Court battle after death of Eagles bassist’s wife

Lana and Randy Meisner are seen in a photo obtained by TMZ. She was killed Sunday, March 6, 2016, by what investigators are calling a self-inflicted gunshot wound at the couple's Studio City home. Randy Meisner, a former member of the Eagles, was hospitalized after "acting in an altered state," according to reports. (Photo courtesy of TMZ)

LOS ANGELES —The death of Lana Meisner, the wife of founding Eagles bassist Randy Meisner, has renewed an unusual court battle over a proposed temporary conservatorship for the musician and highlighted his troubled history and what some call the couple’s tumultuous marriage. A judge’s ruling granting the temporary conservatorship in Los Angeles Superior Court Friday is only the latest development in an ongoing dispute over who is best able to care for the bassist, who new court documents allege suffers from bipolar disorder, traumatic brain injury and substance abuse and has threatened to harm himself and others on several occasions.

On Friday, a Los Angeles judge granted Meisner’s request to appoint his friend Arthur Ford and his accountant Tom DeLong as the temporary conservators for his medical care and estate. In a rare move, days after his wife’s death in a gun accident last month, Randy Meisner asked a judge for the temporary conservatorship for himself, saying in a March 11 petition that he is “barely able to accept the sudden and tragic loss of his loving wife.”

Lana Meisner was killed March 6, when police say a shotgun she was moving accidentally fired. Randy Meisner, best known for co-writing and singing the Eagles hit “Take it to the Limit,” asked for his “trusted friends and advisers assist him with his own care, maintenance and support in his current state.”

Meisner’s friend Jim Newton agrees that Meisner, 70, is in need of a conservator. But in a Monday court filing, he objected to Ford and Delong as the appointees. Newton argues a combination of mental illness and serious substance abuse puts Meisner, and possibly others, at “substantial risk” — a risk, he says, which has been exacerbated by his wife’s death.

It’s the second time Newton has asked a judge to appoint an independent conservator for Meisner — his first request came last year, before Lana Meisner’s death.

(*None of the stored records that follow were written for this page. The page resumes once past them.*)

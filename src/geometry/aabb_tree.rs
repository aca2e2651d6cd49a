// SPDX-License-Identifier: MIT
//
// Copyright (c) 2025 Alexandre Severino
//
// Permission is hereby granted, free of charge, to any person obtaining a copy
// of this software and associated documentation files (the "Software"), to deal
// in the Software without restriction, including without limitation the rights
// to use, copy, modify, merge, publish, distribute, sublicense, and/or sell
// copies of the Software, and to permit persons to whom the Software is
// furnished to do so, subject to the following conditions:
//
// The above copyright notice and this permission notice shall be included in
// all copies or substantial portions of the Software.
//
// THE SOFTWARE IS PROVIDED "AS IS", WITHOUT WARRANTY OF ANY KIND, EXPRESS OR
// IMPLIED, INCLUDING BUT NOT LIMITED TO THE WARRANTIES OF MERCHANTABILITY,
// FITNESS FOR A PARTICULAR PURPOSE AND NONINFRINGEMENT. IN NO EVENT SHALL THE
// AUTHORS OR COPYRIGHT HOLDERS BE LIABLE FOR ANY CLAIM, DAMAGES OR OTHER
// LIABILITY, WHETHER IN AN ACTION OF CONTRACT, TORT OR OTHERWISE, ARISING FROM,
// OUT OF OR IN CONNECTION WITH THE SOFTWARE OR THE USE OR OTHER DEALINGS IN THE
// SOFTWARE.

use std::cmp::Ordering;

use crate::geometry::aabb::Aabb;

/// A median-split tree over indexed boxes. Leaves hold at most `cutoff`
/// entries.
#[derive(Debug)]
pub enum AabbTree {
    Leaf {
        aabb: Aabb,
        items: Vec<(Aabb, usize)>,
    },
    Node {
        aabb: Aabb,
        left: Box<AabbTree>,
        right: Box<AabbTree>,
        size: usize,
    },
}

impl AabbTree {
    /// Build a tree over `(aabb, id)` pairs. Returns `None` for no items.
    pub fn build(items: Vec<(Aabb, usize)>, cutoff: usize) -> Option<Self> {
        if items.is_empty() {
            return None;
        }
        Some(Self::build_binary_tree(items, cutoff.max(1)))
    }

    fn build_binary_tree(mut items: Vec<(Aabb, usize)>, cutoff: usize) -> Self {
        let aabb = items
            .iter()
            .skip(1)
            .fold(items[0].0, |acc, (b, _)| acc.union(b));

        if items.len() <= cutoff {
            return AabbTree::Leaf { aabb, items };
        }

        let axis = aabb.longest_axis();
        items.sort_by(|(a, ia), (b, ib)| {
            a.center(axis)
                .partial_cmp(&b.center(axis))
                .unwrap_or(Ordering::Equal)
                .then(ia.cmp(ib))
        });

        let size = items.len();
        let mid = size / 2;
        let right_items = items.split_off(mid);

        let left = Box::new(Self::build_binary_tree(items, cutoff));
        let right = Box::new(Self::build_binary_tree(right_items, cutoff));

        AabbTree::Node {
            aabb,
            left,
            right,
            size,
        }
    }

    pub fn aabb(&self) -> &Aabb {
        match self {
            AabbTree::Leaf { aabb, .. } => aabb,
            AabbTree::Node { aabb, .. } => aabb,
        }
    }
}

In new documents filed Monday, Newton argues Ford is a friend from the music industry who doesn’t have the expertise required to care for Meisner. He says Ford would be a “sham conservator” who will submit to Meisner’s requests. The elections, he said, were filed “within a matter of days” of Meisner’s release from a psychiatric hold at a hospital in the wake of his wife’s death.

He also called into question Meisner’s ability to choose his own conservators.

Friday, a judge disagreed. He granted Meisner’s request to appoint Ford and Delong until May 25, when he’ll hear Newton’s cross-petition for a permanent conservatorship. Newton nominated a private professional fiduciary, a former social worker who specializes in mental health issues, to oversee Meisner’s health care and finances.

“We are very happy Randy now agrees he needs help,” Troy Martin, an attorney for Newton, told Crimesider. “Our only intention is ensuring he gets the kind of help he needs. Randy is a very sick man.”

It’s extremely rare for a person to request their own conservator, according to Howard Serbin, an Orange County, Calif. probate and elder law attorney. In California, conservatorships – called guardianships in other states – can be enacted to oversee the “person” or “estate” of someone who isn’t able to make decisions regarding their own health care or finances.